▶ [What you will do]: Could you set down every record below exactly as it appears?

▶ [Input for this task]:
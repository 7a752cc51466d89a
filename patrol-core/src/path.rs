//! Patrol path generation.
//!
//! Each chinook gets its own shuffled copy of the eligible set with
//! near-duplicate points removed, so it never flies from one monument to
//! another sitting right next to it.

use rand::Rng;
use rand::seq::SliceRandom;

use crate::eligible::EligibleWaypointSet;
use crate::types::Location;

/// Points closer than this (2D) to an earlier point in the path are dropped.
pub const REVISIT_MAX_PROXIMITY: f32 = 100.0;

/// A per-agent patrol route plus its read cursor.
#[derive(Debug, Clone, Default, PartialEq)]
pub struct PatrolPath {
    pub(crate) sequence: Vec<Location>,
    pub(crate) cursor: usize,
}

impl PatrolPath {
    /// Shuffle the eligible set uniformly and deduplicate by proximity.
    pub fn generate<R: Rng + ?Sized>(eligible: &EligibleWaypointSet, rng: &mut R) -> Self {
        let mut sequence = eligible.points().to_vec();
        sequence.shuffle(rng);
        dedupe_by_proximity(&mut sequence, REVISIT_MAX_PROXIMITY);
        Self::from_sequence(sequence)
    }

    /// Wrap a ready-made sequence, cursor at the start.
    #[must_use]
    pub fn from_sequence(sequence: Vec<Location>) -> Self {
        Self { sequence, cursor: 0 }
    }

    /// The waypoints in visiting order.
    #[must_use]
    pub fn sequence(&self) -> &[Location] {
        &self.sequence
    }

    /// Index of the next waypoint to be served (may equal `len` before wrap).
    #[must_use]
    pub fn cursor(&self) -> usize {
        self.cursor
    }

    /// Number of waypoints on the path.
    #[must_use]
    pub fn len(&self) -> usize {
        self.sequence.len()
    }

    /// Whether the path has no waypoints.
    #[must_use]
    pub fn is_empty(&self) -> bool {
        self.sequence.is_empty()
    }
}

/// Remove every point lying within `min_distance` of an earlier point.
///
/// Scans from the back: for each index `i`, the first earlier index `j`
/// found too close causes `points[i]` to be removed. Earlier points win.
pub fn dedupe_by_proximity(points: &mut Vec<Location>, min_distance: f32) {
    for i in (0..points.len()).rev() {
        let current = points[i];
        if points[..i]
            .iter()
            .any(|earlier| current.distance_2d(earlier) < min_distance)
        {
            points.remove(i);
        }
    }
}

▶ [Output of the task]:
repository 7a752cc51466d89a
filename patrol-core/src/path.rs
//! Patrol path generation.
//!
//! Each chinook gets its own shuffled copy of the eligible set with
//! near-duplicate points removed, so it never flies from one monument to
//! another sitting right next to it.

use rand::Rng;
use rand::seq::SliceRandom;

use crate::eligible::EligibleWaypointSet;
use crate::types::Location;

/// Points closer than this (2D) to an earlier point in the path are dropped.
pub const REVISIT_MAX_PROXIMITY: f32 = 100.0;

/// A per-agent patrol route plus its read cursor.
#[derive(Debug, Clone, Default, PartialEq)]
pub struct PatrolPath {
    pub(crate) sequence: Vec<Location>,
    pub(crate) cursor: usize,
}

impl PatrolPath {
    /// Shuffle the eligible set uniformly and deduplicate by proximity.
    pub fn generate<R: Rng + ?Sized>(eligible: &EligibleWaypointSet, rng: &mut R) -> Self {
        let mut sequence = eligible.points().to_vec();
        sequence.shuffle(rng);
        dedupe_by_proximity(&mut sequence, REVISIT_MAX_PROXIMITY);
        Self::from_sequence(sequence)
    }

    /// Wrap a ready-made sequence, cursor at the start.
    #[must_use]
    pub fn from_sequence(sequence: Vec<Location>) -> Self {
        Self { sequence, cursor: 0 }
    }

    /// The waypoints in visiting order.
    #[must_use]
    pub fn sequence(&self) -> &[Location] {
        &self.sequence
    }

    /// Index of the next waypoint to be served (may equal `len` before wrap).
    #[must_use]
    pub fn cursor(&self) -> usize {
        self.cursor
    }

    /// Number of waypoints on the path.
    #[must_use]
    pub fn len(&self) -> usize {
        self.sequence.len()
    }

    /// Whether the path has no waypoints.
    #[must_use]
    pub fn is_empty(&self) -> bool {
        self.sequence.is_empty()
    }
}

/// Remove every point lying within `min_distance` of an earlier point.
///
/// Scans from the back: for each index `i`, the first earlier index `j`
/// found too close causes `points[i]` to be removed. Earlier points win.
pub fn dedupe_by_proximity(points: &mut Vec<Location>, min_distance: f32) {
    for i in (0..points.len()).rev() {
        let current = points[i];
        if points[..i]
            .iter()
            .any(|earlier| current.distance_2d(earlier) < min_distance)
        {
            points.remove(i);
        }
    }
}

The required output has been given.